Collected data
───

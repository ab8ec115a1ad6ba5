#![warn(missing_docs)]

//! # marcout
//!
//! A template-driven export engine that transforms JSON record batches into
//! MARC 21 bibliographic records, serialized as human-readable MARC-text or
//! binary ISO 2709.
//!
//! An export definition is plain text in the MARCout DSL: a
//! `KNOWN PARAMETERS` block declaring collection-wide inputs, an optional
//! `FUNCTIONS` block, a `JSON EXTRACTED PROPERTIES` block pulling named
//! values out of each record, and a `MARC FIELD TEMPLATES` block describing
//! one or more MARC fields per template, each with its own content,
//! indicators, subfields, or repeating `FOR EACH` group.
//!
//! ## Quick Start
//!
//! ```
//! use marcout::{dsl_parser, populate, text};
//! use serde_json::json;
//!
//! # fn main() -> Result<(), Box<dyn std::error::Error>> {
//! let source = "\
//! JSON EXTRACTED PROPERTIES ----
//! control_number = control_number
//! MARC FIELD TEMPLATES ----
//! FIELD: 001
//! CONTENT: control_number
//! TERMINATE DATA WITH: NOTHING
//! ";
//! let engine = dsl_parser::parse(source)?;
//! let record = marcout::Value::from(&json!({"control_number": "nbb_a7ff441a"}));
//! let (fields, _diagnostics) = populate::populate_record(&engine, &record);
//! assert_eq!(text::serialize_record(&fields), "=001  nbb_a7ff441a\n\n");
//! # Ok(())
//! # }
//! ```
//!
//! ## Modules
//!
//! - [`tokenizer`] — whitespace-preserving concatenation tokenizer (§4.1)
//! - [`ast`] — raw parse tree and keyword-to-operator rewrite (§4.2)
//! - [`expr_parser`] — phrase unification, lexer, and recursive-descent parser
//! - [`evaluator`] — tree-walking expression evaluator with record/item scope
//! - [`builtins`] — the DSL's built-in functions (§4.3)
//! - [`value`] — the runtime [`Value`] type shared by records and results
//! - [`engine`] — the compiled `Engine`/`FieldTemplate`/`ExportWorkset` model
//! - [`dsl_parser`] — export-definition text to a compiled [`Engine`]
//! - [`populate`] — per-record field population
//! - [`leader`] — 24-byte MARC Leader rendering and computed-field patching
//! - [`iso2709`] — ISO 2709 binary codec
//! - [`text`] — human-readable MARC-text serializer
//! - [`workset`] — unified request resolution and export orchestration
//! - [`error`] — error types and result type
//!
//! ## Non-goals
//!
//! MARC-XML serialization is part of the request schema but is not
//! implemented; requesting it returns [`error::MarcoutError::Workset`].

pub mod ast;
pub mod builtins;
pub mod dsl_parser;
pub mod engine;
pub mod error;
pub mod evaluator;
pub mod expr_parser;
pub mod iso2709;
pub mod leader;
pub mod populate;
pub mod text;
pub mod tokenizer;
pub mod value;
pub mod workset;

pub use engine::{Engine, ExportWorkset, FieldBody, FieldTemplate, ForeachBlock};
pub use error::{MarcoutError, Result};
pub use populate::{EvalDiagnostic, PopulatedBody, PopulatedField};
pub use value::Value;
pub use workset::{export, resolve_workset, Serialization};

───

> **Aim of the exercise**:
Give back, verbatim, the lines from the top of the entries above through the line containing "keyword-to-operator rewrite (§4.2)".

> **Problem solution**:
repository ab8ec115a1ad6ba5
#![warn(missing_docs)]

//! # marcout
//!
//! A template-driven export engine that transforms JSON record batches into
//! MARC 21 bibliographic records, serialized as human-readable MARC-text or
//! binary ISO 2709.
//!
//! An export definition is plain text in the MARCout DSL: a
//! `KNOWN PARAMETERS` block declaring collection-wide inputs, an optional
//! `FUNCTIONS` block, a `JSON EXTRACTED PROPERTIES` block pulling named
//! values out of each record, and a `MARC FIELD TEMPLATES` block describing
//! one or more MARC fields per template, each with its own content,
//! indicators, subfields, or repeating `FOR EACH` group.
//!
//! ## Quick Start
//!
//! ```
//! use marcout::{dsl_parser, populate, text};
//! use serde_json::json;
//!
//! # fn main() -> Result<(), Box<dyn std::error::Error>> {
//! let source = "\
//! JSON EXTRACTED PROPERTIES ----
//! control_number = control_number
//! MARC FIELD TEMPLATES ----
//! FIELD: 001
//! CONTENT: control_number
//! TERMINATE DATA WITH: NOTHING
//! ";
//! let engine = dsl_parser::parse(source)?;
//! let record = marcout::Value::from(&json!({"control_number": "nbb_a7ff441a"}));
//! let (fields, _diagnostics) = populate::populate_record(&engine, &record);
//! assert_eq!(text::serialize_record(&fields), "=001  nbb_a7ff441a\n\n");
//! # Ok(())
//! # }
//! ```
//!
//! ## Modules
//!
//! - [`tokenizer`] — whitespace-preserving concatenation tokenizer (§4.1)
//! - [`ast`] — raw parse tree and keyword-to-operator rewrite (§4.2)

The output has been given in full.